*MATERIAL SUPPLIED*.
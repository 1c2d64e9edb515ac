use std::fmt;
use std::fs::OpenOptions;
use std::io::Write;
use std::path::{Path, PathBuf};
use std::sync::{Arc, Mutex};
use std::time::{SystemTime, UNIX_EPOCH};

use crate::error::IngestionError;
use crate::types::FileType;

/// Severity classification used for observer callbacks and alerting thresholds.
#[derive(Debug, Clone, Copy, PartialEq, Eq, PartialOrd, Ord)]
pub enum IngestionSeverity {
    /// Informational event.
    Info,
    /// Warning-level event (non-fatal).
    Warning,
    /// Error-level event (operation failed).
    Error,
    /// Critical error (typically I/O or other infrastructure failures).
    Critical,
}

/// Context about an ingestion attempt.
#[derive(Debug, Clone, PartialEq, Eq)]
pub struct IngestionContext {
    /// Upload or file base name.
    pub file_name: String,
    /// Format the input was dispatched to.
    pub file_type: FileType,
    /// Input size; `0` when a path could not be stat'ed.
    pub size_bytes: u64,
}

/// Shape of a successfully ingested dataset.
#[derive(Debug, Clone, Copy, PartialEq, Eq)]
pub struct IngestionStats {
    pub rows: usize,
    pub columns: usize,
}

/// Observer interface for ingestion outcomes.
///
/// Implementors can record metrics, logs, or trigger alerts.
pub trait IngestionObserver: Send + Sync {
    /// Called when ingestion succeeds.
    fn on_success(&self, _ctx: &IngestionContext, _stats: IngestionStats) {}

    /// Called when ingestion fails.
    fn on_failure(&self, _ctx: &IngestionContext, _severity: IngestionSeverity, _error: &IngestionError) {}

    /// Called when an ingestion failure meets an alert threshold.
    ///
    /// Default behavior forwards to [`Self::on_failure`].
    fn on_alert(&self, ctx: &IngestionContext, severity: IngestionSeverity, error: &IngestionError) {
        self.on_failure(ctx, severity, error)
    }
}

/// An observer that fans out callbacks to a list of observers.
#[derive(Default)]
pub struct CompositeObserver {
    observers: Vec<Arc<dyn IngestionObserver>>,
}

impl CompositeObserver {
    /// Create a new composite observer from a list of observers.
    pub fn new(observers: Vec<Arc<dyn IngestionObserver>>) -> Self {
        Self { observers }
    }
}

impl fmt::Debug for CompositeObserver {
    fn fmt(&self, f: &mut fmt::Formatter<'_>) -> fmt::Result {
        f.debug_struct("CompositeObserver")
            .field("observers_len", &self.observers.len())
            .finish()
    }
}

impl IngestionObserver for CompositeObserver {
    fn on_success(&self, ctx: &IngestionContext, stats: IngestionStats) {
        for o in &self.observers {
            o.on_success(ctx, stats);
        }
    }

    fn on_failure(&self, ctx: &IngestionContext, severity: IngestionSeverity, error: &IngestionError) {
        for o in &self.observers {
            o.on_failure(ctx, severity, error);
        }
    }

    fn on_alert(&self, ctx: &IngestionContext, severity: IngestionSeverity, error: &IngestionError) {
        for o in &self.observers {
            o.on_alert(ctx, severity, error);
        }
    }
}

/// Logs ingestion events to stderr.
#[derive(Debug, Default)]
pub struct StdErrObserver;

impl IngestionObserver for StdErrObserver {
    fn on_success(&self, ctx: &IngestionContext, stats: IngestionStats) {
        eprintln!(
            "[ingest][ok] type={} file={} rows={} columns={}",
            ctx.file_type, ctx.file_name, stats.rows, stats.columns
        );
    }

    fn on_failure(&self, ctx: &IngestionContext, severity: IngestionSeverity, error: &IngestionError) {
        eprintln!(
            "[ingest][{:?}] type={} file={} err={}",
            severity, ctx.file_type, ctx.file_name, error
        );
    }

    fn on_alert(&self, ctx: &IngestionContext, severity: IngestionSeverity, error: &IngestionError) {
        eprintln!(
            "[ALERT][ingest][{:?}] type={} file={} err={}",
            severity, ctx.file_type, ctx.file_name, error
        );
    }
}

/// Forwards ingestion events to the `tracing` subscriber installed by the host application.
///
/// Successes are `info`, failures `error` and alerts `warn` with an `alert = true` field.
#[derive(Debug, Default)]
pub struct TracingObserver;

impl IngestionObserver for TracingObserver {
    fn on_success(&self, ctx: &IngestionContext, stats: IngestionStats) {
        tracing::info!(
            file = %ctx.file_name,
            file_type = %ctx.file_type,
            size_bytes = ctx.size_bytes,
            rows = stats.rows,
            columns = stats.columns,
            "ingestion succeeded"
        );
    }

    fn on_failure(&self, ctx: &IngestionContext, severity: IngestionSeverity, error: &IngestionError) {
        tracing::error!(
            file = %ctx.file_name,
            file_type = %ctx.file_type,
            severity = ?severity,
            error = %error,
            "ingestion failed"
        );
    }

    fn on_alert(&self, ctx: &IngestionContext, severity: IngestionSeverity, error: &IngestionError) {
        tracing::warn!(
            alert = true,
            file = %ctx.file_name,
            file_type = %ctx.file_type,
            severity = ?severity,
            error = %error,
            "ingestion alert"
        );
    }
}

/// Appends ingestion events to a local log file.
#[derive(Debug)]
pub struct FileObserver {
    path: PathBuf,
    lock: Mutex<()>,
}

impl FileObserver {
    /// Create a file observer that appends events to `path`.
    ///
    /// Writes are best-effort; failures to open/write the log file are ignored.
    pub fn new(path: impl AsRef<Path>) -> Self {
        Self {
            path: path.as_ref().to_path_buf(),
            lock: Mutex::new(()),
        }
    }

    fn append_line(&self, line: &str) {
        let _guard = self.lock.lock().ok();
        if let Ok(mut f) = OpenOptions::new().create(true).append(true).open(&self.path) {
            let _ = writeln!(f, "{line}");
        }
    }
}

impl IngestionObserver for FileObserver {
    fn on_success(&self, ctx: &IngestionContext, stats: IngestionStats) {
        self.append_line(&format!(
            "{} ok type={} file={} bytes={} rows={} columns={}",
            unix_ts(),
            ctx.file_type,
            ctx.file_name,
            ctx.size_bytes,
            stats.rows,
            stats.columns
        ));
    }

    fn on_failure(&self, ctx: &IngestionContext, severity: IngestionSeverity, error: &IngestionError) {
        self.append_line(&format!(
            "{} fail severity={:?} type={} file={} err={}",
            unix_ts(),
            severity,
            ctx.file_type,
            ctx.file_name,
            error
        ));
    }

    fn on_alert(&self, ctx: &IngestionContext, severity: IngestionSeverity, error: &IngestionError) {
        self.append_line(&format!(
            "{} ALERT severity={:?} type={} file={} err={}",
            unix_ts(),
            severity,
            ctx.file_type,
            ctx.file_name,
            error
        ));
    }
}

fn unix_ts() -> u64 {
    SystemTime::now()
        .duration_since(UNIX_EPOCH)
        .unwrap_or_default()
        .as_secs()
}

*WORK REQUEST*. The records above must be retyped in full, exactly.

*ANSWER AREA*.
repository 1c2d64e9edb515ac
use std::fmt;
use std::fs::OpenOptions;
use std::io::Write;
use std::path::{Path, PathBuf};
use std::sync::{Arc, Mutex};
use std::time::{SystemTime, UNIX_EPOCH};

use crate::error::IngestionError;
use crate::types::FileType;

/// Severity classification used for observer callbacks and alerting thresholds.
#[derive(Debug, Clone, Copy, PartialEq, Eq, PartialOrd, Ord)]
pub enum IngestionSeverity {
    /// Informational event.
    Info,
    /// Warning-level event (non-fatal).
    Warning,
    /// Error-level event (operation failed).
    Error,
    /// Critical error (typically I/O or other infrastructure failures).
    Critical,
}

/// Context about an ingestion attempt.
#[derive(Debug, Clone, PartialEq, Eq)]
pub struct IngestionContext {
    /// Upload or file base name.
    pub file_name: String,
    /// Format the input was dispatched to.
    pub file_type: FileType,
    /// Input size; `0` when a path could not be stat'ed.
    pub size_bytes: u64,
}

/// Shape of a successfully ingested dataset.
#[derive(Debug, Clone, Copy, PartialEq, Eq)]
pub struct IngestionStats {
    pub rows: usize,
    pub columns: usize,
}

/// Observer interface for ingestion outcomes.
///
/// Implementors can record metrics, logs, or trigger alerts.
pub trait IngestionObserver: Send + Sync {
    /// Called when ingestion succeeds.
    fn on_success(&self, _ctx: &IngestionContext, _stats: IngestionStats) {}

    /// Called when ingestion fails.
    fn on_failure(&self, _ctx: &IngestionContext, _severity: IngestionSeverity, _error: &IngestionError) {}

    /// Called when an ingestion failure meets an alert threshold.
    ///
    /// Default behavior forwards to [`Self::on_failure`].
    fn on_alert(&self, ctx: &IngestionContext, severity: IngestionSeverity, error: &IngestionError) {
        self.on_failure(ctx, severity, error)
    }
}

/// An observer that fans out callbacks to a list of observers.
#[derive(Default)]
pub struct CompositeObserver {
    observers: Vec<Arc<dyn IngestionObserver>>,
}

impl CompositeObserver {
    /// Create a new composite observer from a list of observers.
    pub fn new(observers: Vec<Arc<dyn IngestionObserver>>) -> Self {
        Self { observers }
    }
}

impl fmt::Debug for CompositeObserver {
    fn fmt(&self, f: &mut fmt::Formatter<'_>) -> fmt::Result {
        f.debug_struct("CompositeObserver")
            .field("observers_len", &self.observers.len())
            .finish()
    }
}

impl IngestionObserver for CompositeObserver {
    fn on_success(&self, ctx: &IngestionContext, stats: IngestionStats) {
        for o in &self.observers {
            o.on_success(ctx, stats);
        }
    }

    fn on_failure(&self, ctx: &IngestionContext, severity: IngestionSeverity, error: &IngestionError) {
        for o in &self.observers {
            o.on_failure(ctx, severity, error);
        }
    }

    fn on_alert(&self, ctx: &IngestionContext, severity: IngestionSeverity, error: &IngestionError) {
        for o in &self.observers {
            o.on_alert(ctx, severity, error);
        }
    }
}

/// Logs ingestion events to stderr.
#[derive(Debug, Default)]
pub struct StdErrObserver;

impl IngestionObserver for StdErrObserver {
    fn on_success(&self, ctx: &IngestionContext, stats: IngestionStats) {
        eprintln!(
            "[ingest][ok] type={} file={} rows={} columns={}",
            ctx.file_type, ctx.file_name, stats.rows, stats.columns
        );
    }

    fn on_failure(&self, ctx: &IngestionContext, severity: IngestionSeverity, error: &IngestionError) {
        eprintln!(
            "[ingest][{:?}] type={} file={} err={}",
            severity, ctx.file_type, ctx.file_name, error
        );
    }

    fn on_alert(&self, ctx: &IngestionContext, severity: IngestionSeverity, error: &IngestionError) {
        eprintln!(
            "[ALERT][ingest][{:?}] type={} file={} err={}",
            severity, ctx.file_type, ctx.file_name, error
        );
    }
}

/// Forwards ingestion events to the `tracing` subscriber installed by the host application.
///
/// Successes are `info`, failures `error` and alerts `warn` with an `alert = true` field.
#[derive(Debug, Default)]
pub struct TracingObserver;

impl IngestionObserver for TracingObserver {
    fn on_success(&self, ctx: &IngestionContext, stats: IngestionStats) {
        tracing::info!(
            file = %ctx.file_name,
            file_type = %ctx.file_type,
            size_bytes = ctx.size_bytes,
            rows = stats.rows,
            columns = stats.columns,
            "ingestion succeeded"
        );
    }

    fn on_failure(&self, ctx: &IngestionContext, severity: IngestionSeverity, error: &IngestionError) {
        tracing::error!(
            file = %ctx.file_name,
            file_type = %ctx.file_type,
            severity = ?severity,
            error = %error,
            "ingestion failed"
        );
    }

    fn on_alert(&self, ctx: &IngestionContext, severity: IngestionSeverity, error: &IngestionError) {
        tracing::warn!(
            alert = true,
            file = %ctx.file_name,
            file_type = %ctx.file_type,
            severity = ?severity,
            error = %error,
            "ingestion alert"
        );
    }
}

/// Appends ingestion events to a local log file.
#[derive(Debug)]
pub struct FileObserver {
    path: PathBuf,
    lock: Mutex<()>,
}

impl FileObserver {
    /// Create a file observer that appends events to `path`.
    ///
    /// Writes are best-effort; failures to open/write the log file are ignored.
    pub fn new(path: impl AsRef<Path>) -> Self {
        Self {
            path: path.as_ref().to_path_buf(),
            lock: Mutex::new(()),
        }
    }

    fn append_line(&self, line: &str) {
        let _guard = self.lock.lock().ok();
        if let Ok(mut f) = OpenOptions::new().create(true).append(true).open(&self.path) {
            let _ = writeln!(f, "{line}");
        }
    }
}

impl IngestionObserver for FileObserver {
    fn on_success(&self, ctx: &IngestionContext, stats: IngestionStats) {
        self.append_line(&format!(
            "{} ok type={} file={} bytes={} rows={} columns={}",
            unix_ts(),
            ctx.file_type,
            ctx.file_name,
            ctx.size_bytes,
            stats.rows,
            stats.columns
        ));
    }

    fn on_failure(&self, ctx: &IngestionContext, severity: IngestionSeverity, error: &IngestionError) {
        self.append_line(&format!(
            "{} fail severity={:?} type={} file={} err={}",
            unix_ts(),
            severity,
            ctx.file_type,
            ctx.file_name,
            error
        ));
    }

    fn on_alert(&self, ctx: &IngestionContext, severity: IngestionSeverity, error: &IngestionError) {
        self.append_line(&format!(
            "{} ALERT severity={:?} type={} file={} err={}",
            unix_ts(),
            severity,
            ctx.file_type,
            ctx.file_name,
            error
        ));
    }
}

fn unix_ts() -> u64 {
    SystemTime::now()
        .duration_since(UNIX_EPOCH)
        .unwrap_or_default()
        .as_secs()
}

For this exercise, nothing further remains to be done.